Pilpres Kazakhstan, Petahana Menang Telak Usai Raih  Suara 82,45 Persen

Presiden Kazakstan Kassym-Jomart Tokayev/Net
Presiden Kazakstan Kassym-Jomart Tokayev/Net

Kazakhstan nampaknya akan tetap berada dalam kekuasaan Kassym-Jomart Tokayev setelah hasil exit poll menunjukkan bahwa sang petahana berada dalam kemenangan telak.


Lembaga studi regional internasional Open Society menyebutkan bahwa Tokayev memimpin dengan perolehan 82,45 persen.

Pemilihan presiden awal diadakan di Kazakhstan pada Minggu (20/11) dengan enam kandidat, termasuk petahana Tokayev, bersaing memperebutkan jabatan presiden, seperti dilaporkan Reuters.

Lebih dari 10.000 tempat pemungutan suara, termasuk 68 di 53 negara asing, dibuka untuk 11,95 juta pemilih yang memenuhi syarat.

Diperkirakan jumlah pemilih pada tahun ini mencapau 69,43 persen, seperti yang dilaporkan Komisi Pemilihan Umum Pusat.

Meskipun menyebut dirinya sebagai seorang reformis, Tokayev tidak mengizinkan partai oposisi asli untuk mendaftar dan mengambil bagian dalam pemilihan.

Lima rekan kandidatnya - termasuk dua wanita - adalah sosok yang kurang dikenal yang tidak dilihat sebagai pesaing nyata.

Saat orang-orang berduyun-duyun ke kotak suara, beberapa kelompok skala kecil di Almaty membentuk aksi protes mengatakannya sebagai pemilihan ilegal.

Polisi menahan beberapa belasan orang dengan tuduhan pelanggaran ringan.

Organisasi untuk Keamanan dan Kerjasama di Eropa (OSCE), yang mengirimkan tim pemantau untuk mengamati pemungutan suara, akan memberikan penilaiannya pada 21 November.

Menjelang pemungutan suara, OSCE mengkritik kegagalan Kazakhstan untuk memenuhi rekomendasi pemilu, termasuk "kondisi kelayakan dan pendaftaran kandidat."

Pengamat independen dari LSM Kazakh mengatakan dalam banyak kasus mereka menghadapi pembatasan dalam upaya memantau pemungutan suara.

Pemilihan 20 November terjadi hampir tiga bulan setelah Kazakhstan mengganti sistemnya yang membatasi presiden menjadi dua masa jabatan lima tahun berturut-turut dengan satu masa jabatan tujuh tahun.

Perubahan konstitusional diusulkan oleh Tokayev sebagai bagian dari kampanyenya untuk menciptakan apa yang disebutnya "Kazakhstan baru", seperti dikutip dari Radio Liberty.
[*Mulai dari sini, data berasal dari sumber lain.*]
//! Trace sessions and document ingestion against a mock router.

mod common;

use std::sync::Arc;
use std::time::Duration;

use common::{MockRouter, completion, unreachable_config};
use routescope::client::RouterClient;
use routescope::ingest::DocumentIngestor;
use routescope::trace::classify::{Complexity, RouteFamily};
use routescope::trace::{TraceSession, TraceState};

// ---------------------------------------------------------------------------
// Trace sessions
// ---------------------------------------------------------------------------

#[test]
fn hello_is_routed_to_groq() {
    let router = MockRouter::start(|_| (200, completion("llama3-70b", "hi")));
    let client = RouterClient::from_config(&router.config());

    let mut session = TraceSession::with_prompt("hello");
    session.submit(&client, "gpt-4o").unwrap();

    let result = session.result().expect("session succeeded");
    assert_eq!(result.model_id, "llama3-70b");
    assert_eq!(result.content, "hi");
    assert!(!result.is_cached);
    let route = result.route();
    assert_eq!(route.label, "Groq Llama-3");
    assert_eq!(route.family, RouteFamily::GroqLlama);
    assert_eq!(route.complexity, Complexity::Low);

    let sent = router.requests_to("/v1/chat/completions");
    assert_eq!(sent.len(), 1);
    assert_eq!(sent[0].method, "POST");
    let body = sent[0].body_json();
    assert_eq!(body["model"], "gpt-4o");
    assert_eq!(body["messages"][0]["role"], "user");
    assert_eq!(body["messages"][0]["content"], "hello");
    assert_eq!(body["messages"].as_array().unwrap().len(), 1);
}

#[test]
fn cached_response_is_flagged() {
    let router = MockRouter::start(|_| (200, completion("cached-gpt-4o", "from cache")));
    let client = RouterClient::from_config(&router.config());

    let mut session = TraceSession::with_prompt("what is rust?");
    session.submit(&client, "gpt-4o").unwrap();

    let result = session.result().unwrap();
    assert!(result.is_cached);
    assert_eq!(result.route().label, "OpenAI GPT-4o");
    assert_eq!(result.route().complexity, Complexity::High);
}

#[test]
fn router_cache_suffix_is_flagged() {
    let router = MockRouter::start(|_| (200, completion("llama-3.1-8b-instant (Cached)", "ok")));
    let client = RouterClient::from_config(&router.config());
    let mut session = TraceSession::with_prompt("again");
    session.submit(&client, "gpt-4o").unwrap();
    assert!(session.result().unwrap().is_cached);
}

#[test]
fn empty_choices_fail_the_session() {
    let router = MockRouter::start(|_| (200, r#"{"model": "llama3-70b", "choices": []}"#.to_string()));
    let client = RouterClient::from_config(&router.config());
    let mut session = TraceSession::with_prompt("hello");
    match session.submit(&client, "gpt-4o").unwrap() {
        TraceState::Failed(f) => assert!(f.error.is_protocol()),
        other => panic!("expected failure, got {other:?}"),
    }
}

#[test]
fn server_error_fails_the_session() {
    let router = MockRouter::start(|_| (500, r#"{"detail": "provider exploded"}"#.to_string()));
    let client = RouterClient::from_config(&router.config());
    let mut session = TraceSession::with_prompt("hello");
    match session.submit(&client, "gpt-4o").unwrap() {
        TraceState::Failed(f) => {
            assert!(f.error.is_protocol());
            assert!(f.error.to_string().contains("provider exploded"));
        }
        other => panic!("expected failure, got {other:?}"),
    }
}

#[test]
fn unreachable_router_fails_the_session() {
    let client = RouterClient::from_config(&unreachable_config());
    let mut session = TraceSession::with_prompt("hello");
    let state = session.submit(&client, "gpt-4o").unwrap();
    assert!(matches!(state, TraceState::Failed(f) if f.error.is_transport()));
    assert!(!session.is_submitting());
}

#[test]
fn empty_prompt_makes_no_request() {
    let router = MockRouter::start(|_| (200, completion("llama3-70b", "hi")));
    let client = RouterClient::from_config(&router.config());
    let mut session = TraceSession::with_prompt("  ");
    assert!(session.submit(&client, "gpt-4o").unwrap_err().is_validation());
    assert_eq!(session.state(), &TraceState::Idle);
    assert!(router.requests().is_empty());
}

#[test]
fn threaded_drive_reaches_terminal_state() {
    let router = MockRouter::start(|_| (200, completion("mythomax-l2-13b", "local answer")));
    let client = Arc::new(RouterClient::from_config(&router.config()));
    let mut session = TraceSession::with_prompt("write a poem");
    let state = session
        .drive(client, "gpt-4o", Duration::from_millis(5), |_| {})
        .unwrap();
    assert_eq!(state.name(), "succeeded");
    assert_eq!(session.result().unwrap().route().label, "Local Mythomax 13B");
}

// ---------------------------------------------------------------------------
// Document ingestion
// ---------------------------------------------------------------------------

#[test]
fn upload_is_multipart_with_file_field() {
    let router = MockRouter::start(|_| (200, r#"{"text": "Quarterly revenue rose."}"#.to_string()));
    let ingestor = DocumentIngestor::new(Arc::new(RouterClient::from_config(&router.config())));

    let mut session = TraceSession::with_prompt("Summarize:");
    let outcome = ingestor.ingest_bytes("report.pdf", b"%PDF-1.4 fake");
    assert!(outcome.is_attached());
    outcome.splice_into(&mut session).unwrap();
    assert_eq!(
        session.prompt(),
        "Summarize:\n\n[Attached File: report.pdf]\nQuarterly revenue rose.\n\n"
    );

    let sent = router.requests_to("/api/parse-document");
    assert_eq!(sent.len(), 1);
    let content_type = sent[0].content_type.clone().unwrap();
    assert!(content_type.starts_with("multipart/form-data; boundary="));
    let body = sent[0].body_text();
    assert!(body.contains(r#"name="file"; filename="report.pdf""#));
    assert!(body.contains("%PDF-1.4 fake"));
}

#[test]
fn rejected_upload_leaves_error_marker() {
    let router = MockRouter::start(|_| (400, r#"{"detail": "Invalid PDF file"}"#.to_string()));
    let ingestor = DocumentIngestor::new(Arc::new(RouterClient::from_config(&router.config())));

    let mut session = TraceSession::with_prompt("Read this");
    let outcome = ingestor.ingest_bytes("broken.pdf", b"nope");
    assert!(!outcome.is_attached());
    outcome.splice_into(&mut session).unwrap();
    assert!(session.prompt().starts_with("Read this\n[Error uploading broken.pdf: "));
    assert!(session.prompt().contains("HTTP 400"));
}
Pemilihan presiden awalnya dijadwalkan pada 2024 dan pemilihan parlemen pada 2025. Tetapi pada bulan September, Tokayev menyerukan pemilihan presiden dan parlemen lebih awal, dengan mengatakan mandat baru diperlukan untuk "mempertahankan momentum reformasi" setelah referendum bulan Juni yang mencopot mantan Presiden Nursultan Nazarbaev dari "elbasy" (pemimpin bangsa).  

Referendum untuk mengubah konstitusi yang mencakup batas masa jabatan presiden yang baru telah disampaikan oleh Tokayev sebagai langkah penting untuk mengubah Kazakhstan dari "bentuk pemerintahan super-presidensial menjadi republik presidensial dengan parlemen yang kuat."

Kazakstan adalah sekutu dekat Rusia. Dalam kerusuhan Januari, Tokayev meminta bantuan Putin untuk mengamankan negaranya. Namun, ketika Rusia meluncurkn invasinya ke Ukraina, Tokayev memilih menjauhi Putin, menginstruksikan  menjaga jarak dari Moskow, menghindari memberikan dukungan publik untuk perang Rusia di Ukraina.

Tokayev menjabat sebagai Presiden Kazakhstan pada 20 Maret 2019, menggantikan Nursultan Nazarbayev yang mengundurkan diri dari jabatannya setelah 29 tahun menjabat.